# [PROMPT]
Two lines mark the range in the entries below: the one holding "#[derive(Debug, Clone, PartialEq, Eq)]" and the one holding "impl From<u64> for". Set down those two and all lines between them, exactly.
BEGIN DATA FOR ANALYSIS
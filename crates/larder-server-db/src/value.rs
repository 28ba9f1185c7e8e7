// Copyright (c) 2025 Geoffrey Huntley <ghuntley@ghuntley.com>. All rights reserved.
// SPDX-License-Identifier: Proprietary

//! Loosely typed SQL values and result rows.
//!
//! [`SqlValue`] travels in both directions: as a bind argument attached to a
//! composed statement and as a cell inside a fetched [`SqlRow`]. The row's
//! positional accessors are the scanner contract the recipe decoders are
//! written against.

/// A single SQL value, either bound to a placeholder or read from a row.
#[derive(Debug, Clone, PartialEq, Eq)]
pub enum SqlValue {
	Null,
	UInt(u64),
	Text(String),
}

impl SqlValue {
	fn type_name(&self) -> &'static str {
		match self {
			SqlValue::Null => "NULL",
			SqlValue::UInt(_) => "unsigned integer",
			SqlValue::Text(_) => "text",
		}
	}
}

impl From<u64> for SqlValue {
	fn from(value: u64) -> Self {
		SqlValue::UInt(value)
	}
}

impl From<Option<u64>> for SqlValue {
	fn from(value: Option<u64>) -> Self {
		match value {
			Some(value) => SqlValue::UInt(value),
			None => SqlValue::Null,
		}
	}
}

impl From<&str> for SqlValue {
	fn from(value: &str) -> Self {
		SqlValue::Text(value.to_string())
	}
}

impl From<String> for SqlValue {
	fn from(value: String) -> Self {
		SqlValue::Text(value)
	}
}

/// Failure while reading typed values out of a row.
#[derive(Debug, Clone, Copy, PartialEq, Eq, thiserror::Error)]
pub enum DecodeError {
	#[error("expected {expected} columns, row has {actual}")]
	ColumnCount { expected: usize, actual: usize },

	#[error("column {index} is unexpectedly NULL")]
	UnexpectedNull { index: usize },

	#[error("column {index} holds {actual}, expected {expected}")]
	TypeMismatch {
		index: usize,
		expected: &'static str,
		actual: &'static str,
	},
}

/// One result row, cells in the statement's column order.
#[derive(Debug, Clone, Default, PartialEq, Eq)]
pub struct SqlRow {
	cells: Vec<SqlValue>,
}

impl SqlRow {
	pub fn new(cells: Vec<SqlValue>) -> Self {
		Self { cells }
	}

	pub fn len(&self) -> usize {
		self.cells.len()
	}

	pub fn is_empty(&self) -> bool {
		self.cells.is_empty()
	}

	/// Fail unless the row carries exactly `expected` columns.
	pub fn expect_columns(&self, expected: usize) -> Result<(), DecodeError> {
		if self.cells.len() != expected {
			return Err(DecodeError::ColumnCount {
				expected,
				actual: self.cells.len(),
			});
		}
		Ok(())
	}

	/// Read a non-nullable unsigned integer column.
	pub fn uint(&self, index: usize) -> Result<u64, DecodeError> {
		match self.cell(index)? {
			SqlValue::UInt(value) => Ok(*value),
			SqlValue::Null => Err(DecodeError::UnexpectedNull { index }),
			other => Err(DecodeError::TypeMismatch {
				index,
				expected: "unsigned integer",
				actual: other.type_name(),
			}),
		}
	}

	/// Read a nullable unsigned integer column.
	pub fn opt_uint(&self, index: usize) -> Result<Option<u64>, DecodeError> {
		match self.cell(index)? {
			SqlValue::Null => Ok(None),
			SqlValue::UInt(value) => Ok(Some(*value)),
			other => Err(DecodeError::TypeMismatch {
				index,
				expected: "unsigned integer",
				actual: other.type_name(),
			}),
		}
	}

	/// Read a non-nullable text column.
	pub fn text(&self, index: usize) -> Result<String, DecodeError> {
		match self.cell(index)? {
			SqlValue::Text(value) => Ok(value.clone()),
			SqlValue::Null => Err(DecodeError::UnexpectedNull { index }),
			other => Err(DecodeError::TypeMismatch {
				index,
				expected: "text",
				actual: other.type_name(),
			}),
		}
	}

	fn cell(&self, index: usize) -> Result<&SqlValue, DecodeError> {
		self.cells.get(index).ok_or(DecodeError::ColumnCount {
			expected: index + 1,
			actual: self.cells.len(),
		})
	}
}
END DATA FOR ANALYSIS
# [RESULT FOR THIS TASK]
#[derive(Debug, Clone, PartialEq, Eq)]
pub enum SqlValue {
	Null,
	UInt(u64),
	Text(String),
}

impl SqlValue {
	fn type_name(&self) -> &'static str {
		match self {
			SqlValue::Null => "NULL",
			SqlValue::UInt(_) => "unsigned integer",
			SqlValue::Text(_) => "text",
		}
	}
}

impl From<u64> for SqlValue {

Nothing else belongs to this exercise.